RECORDS FOR THIS TASK: Begin

impl Launcher {
    pub fn new(config: LauncherConfig, store: Arc<dyn JobStore>, notifier: Arc<dyn Notifier>) -> Self {
        Self {
            config: Arc::new(config),
            store,
            notifier,
        }
    }

    pub fn config(&self) -> &LauncherConfig {
        &self.config
    }

    pub fn store(&self) -> &Arc<dyn JobStore> {
        &self.store
    }

    /// Check a task can launch without creating anything on the host.
    pub fn check(&self, task: &TaskNode) -> LaunchResult<()> {
        let profile = profile_for(task.kind);
        profile.validate(task)?;
        profile.passwords(task)?;
        Ok(())
    }

    /// Move the task to `running` and record its execution handle.
    pub async fn begin(&self, task: &TaskNode, handle: &str) -> StoreResult<TaskNode> {
        let update = TaskUpdate {
            execution_handle: Some(handle.to_string()),
            started: Some(Utc::now()),
            ..TaskUpdate::status(TaskStatus::Running)
        };
        let running = update_with_retry(self.store.as_ref(), task.id, update, self.config.status_retry()).await?;
        self.notifier.notify(StatusChange::for_task(&running)).await;
        Ok(running)
    }

    /// Run the task to completion and record its terminal status.
    ///
    /// Returns the final record, or the best local view of it when the final
    /// write could not be persisted.
    pub async fn supervise(&self, task: TaskNode) -> TaskNode {
        let mut outcome = match self.run(&task).await {
            Ok(outcome) => outcome,
            Err(e) => {
                tracing::error!(task_id = task.id, error = %e, "Launch failed");
                RunOutcome::from_error(&e)
            }
        };

        if outcome.status != TaskStatus::Canceled && self.cancel_requested(task.id).await {
            outcome.status = TaskStatus::Canceled;
            outcome.explanation = "Job was canceled".to_string();
        }

        let status = outcome.status;
        let update = outcome.into_update();
        let finished = match update_with_retry(
            self.store.as_ref(),
            task.id,
            update.clone(),
            self.config.status_retry(),
        )
        .await
        {
            Ok(finished) => finished,
            Err(e) => {
                tracing::error!(
                    task_id = task.id,
                    status = %status,
                    error = %e,
                    "Unrecoverable: terminal status could not be saved"
                );
                let mut local = task.clone();
                let _ = update.apply_to(&mut local);
                local
            }
        };

        if let Err(e) = profile_for(finished.kind).post_run(self.store.as_ref(), &finished).await {
            tracing::warn!(task_id = finished.id, error = %e, "Post-run hook failed");
        }

        tracing::info!(
            task_id = finished.id,
            kind = %finished.kind,
            status = %finished.status,
            "Task finished"
        );
        self.notifier
            .notify(StatusChange::for_task(&finished).with("explanation", finished.job_explanation.as_str()))
            .await;
        finished
    }

    async fn run(&self, task: &TaskNode) -> LaunchResult<RunOutcome> {
        let scratch = ScratchSpace::new(self.config.scratch_root.as_deref(), &format!("{}-", task.log_name()))
            .map_err(LaunchError::Scratch)?;
        let prepared = self.prepare(task, &scratch)?;

        tokio::fs::create_dir_all(&self.config.output_root).await?;
        let output_path = self.config.output_root.join(format!("{}.out", task.id));
        let mut output = tokio::fs::File::create(&output_path).await?;

        let mut process = PtyProcess::spawn(&prepared.args, &prepared.cwd, &prepared.env)?;
        tracing::info!(
            task_id = task.id,
            pid = ?process.pid(),
            args = ?prepared.args_used,
            cwd = %prepared.cwd.display(),
            "Launched task"
        );

        let ending = self.watch(task, &mut process, &prepared.passwords, &mut output).await?;
        self.finish_output(&mut process, &mut output).await?;

        let (status, explanation) = match ending {
            Ending::Exited(0) => (TaskStatus::Successful, String::new()),
            Ending::Exited(code) => (TaskStatus::Failed, format!("Job exited with code {}", code)),
            Ending::Canceled => (TaskStatus::Canceled, "Job was canceled".to_string()),
            Ending::IdleTimeout => (
                TaskStatus::Canceled,
                format!(
                    "Job terminated after {}s without output",
                    self.config.idle_timeout_secs
                ),
            ),
        };

        let error_trace = if status == TaskStatus::Failed {
            mask_secrets(&tail_of(&output_path).await, prepared.passwords.secrets())
        } else {
            String::new()
        };

        Ok(RunOutcome {
            status,
            explanation,
            output_location: Some(output_path.to_string_lossy().into_owned()),
            error_trace,
            args_used: prepared.args_used,
            cwd_used: Some(prepared.cwd.to_string_lossy().into_owned()),
            env_used: prepared.env_used,
        })
    }

    fn prepare(&self, task: &TaskNode, scratch: &ScratchSpace) -> LaunchResult<Prepared> {
        let profile = profile_for(task.kind);
        profile.validate(task)?;
        let passwords = profile.passwords(task)?;

        let ctx = LaunchContext {
            task,
            config: &self.config,
            scratch,
        };
        let mut args = profile.args(&ctx)?;
        let cwd = profile.cwd(&ctx);

        let mut env = self.base_env(task, scratch);
        env.extend(profile.env(&ctx));
        let env_used = redact_env(&env);

        if let Some(key) = profile.private_key(task) {
            let key_path = scratch
                .write_private("ssh_key", key.as_bytes())
                .map_err(LaunchError::Scratch)?;
            args = wrap_with_key_agent(&args, &key_path);
        }
        if let Some(sandbox) = SandboxWrapper::from_config(&self.config) {
            args = sandbox.wrap(&args, &cwd, scratch).map_err(LaunchError::Scratch)?;
        }
        let args_used = redact_args(&args);

        Ok(Prepared {
            args,
            args_used,
            cwd,
            env,
            env_used,
            passwords,
        })
    }

    fn base_env(&self, task: &TaskNode, scratch: &ScratchSpace) -> BTreeMap<String, String> {
        let mut env = BTreeMap::new();
        env.insert(
            "PATH".to_string(),
            std::env::var("PATH").unwrap_or_else(|_| DEFAULT_PATH.to_string()),
        );
        env.insert(
            "HOME".to_string(),
            std::env::var("HOME").unwrap_or_else(|_| scratch.path().to_string_lossy().into_owned()),
        );
        env.insert("LANG".to_string(), "C.UTF-8".to_string());
        env.insert("PYTHONUNBUFFERED".to_string(), "1".to_string());
        env.insert("ANSIBLE_FORCE_COLOR".to_string(), "0".to_string());
        env.insert("JOB_ID".to_string(), task.id.to_string());
        env.insert("JOB_KIND".to_string(), task.kind.to_string());
        env.insert("JOB_EVENT_SUBJECT".to_string(), self.config.event_subject.clone());
        if let Some(url) = &self.config.event_url {
            env.insert("JOB_EVENT_URL".to_string(), url.clone());
        }
        env
    }

    /// Pump output until the child exits, is canceled or goes idle.
    async fn watch(
        &self,
        task: &TaskNode,
        process: &mut PtyProcess,
        passwords: &PasswordTable,
        output: &mut tokio::fs::File,
    ) -> LaunchResult<Ending> {
        let poll = self.config.poll_timeout();
        let idle_timeout = self.config.idle_timeout();
        let mut last_output = Instant::now();
        let mut pending_line = String::new();

        loop {
            match process.next_output(poll).await {
                Output::Chunk(chunk) => {
                    output.write_all(&chunk).await?;
                    last_output = Instant::now();

                    pending_line.push_str(&String::from_utf8_lossy(&chunk));
                    if let Some(pos) = pending_line.rfind('\n') {
                        pending_line.drain(..=pos);
                    }
                    keep_tail(&mut pending_line, PROMPT_WINDOW);
                    if let Some(answer) = passwords.answer_for(&pending_line) {
                        tracing::debug!(task_id = task.id, "Answering prompt");
                        process.write_line(answer)?;
                        pending_line.clear();
                    }
                }
                Output::Idle => {}
                Output::Closed => tokio::time::sleep(poll.min(Duration::from_millis(100))).await,
            }

            if let Some(code) = process.try_wait()? {
                return Ok(Ending::Exited(code));
            }

            if self.cancel_requested(task.id).await {
                tracing::info!(task_id = task.id, "Cancel requested, interrupting child");
                self.interrupt(task, process).await?;
                return Ok(Ending::Canceled);
            }

            if let Some(limit) = idle_timeout {
                if last_output.elapsed() >= limit {
                    tracing::warn!(task_id = task.id, idle_secs = limit.as_secs(), "Idle timeout, killing child");
                    process.kill()?;
                    process.wait_timeout(self.config.cancel_grace()).await?;
                    return Ok(Ending::IdleTimeout);
                }
            }
        }
    }

    /// Interrupt, give the child the grace period to exit, then kill it.
    async fn interrupt(&self, task: &TaskNode, process: &mut PtyProcess) -> LaunchResult<()> {
        if let Err(e) = process.interrupt() {
            tracing::warn!(task_id = task.id, error = %e, "Failed to interrupt child");
        }
        if process.wait_timeout(self.config.cancel_grace()).await?.is_none() {
            tracing::warn!(task_id = task.id, "Child ignored interrupt, killing");
            process.kill()?;
            process.wait_timeout(Duration::from_secs(1)).await?;
        }
        Ok(())
    }

    /// Copy output produced just before exit.
    async fn finish_output(&self, process: &mut PtyProcess, output: &mut tokio::fs::File) -> LaunchResult<()> {
        loop {
            match process.next_output(Duration::from_millis(200)).await {
                Output::Chunk(chunk) => output.write_all(&chunk).await?,
                Output::Idle | Output::Closed => break,
            }
        }
        output.write_all(&process.drain_buffered()).await?;
        output.flush().await?;
        Ok(())
    }

    /// Fresh read of the cancel flag; store errors count as "not canceled".
    async fn cancel_requested(&self, id: job_core::TaskId) -> bool {
        match self.store.get(id).await {
            Ok(task) => task.cancel_flag,
            Err(e) => {
                tracing::warn!(task_id = id, error = %e, "Failed to read cancel flag");
                false
            }
        }
    }
}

RECORDS FOR THIS TASK: End

REQUIREMENT: For every line in the records above that holds "sandbox", add one, and report the sum alone.

SOLVED EXERCISE: 2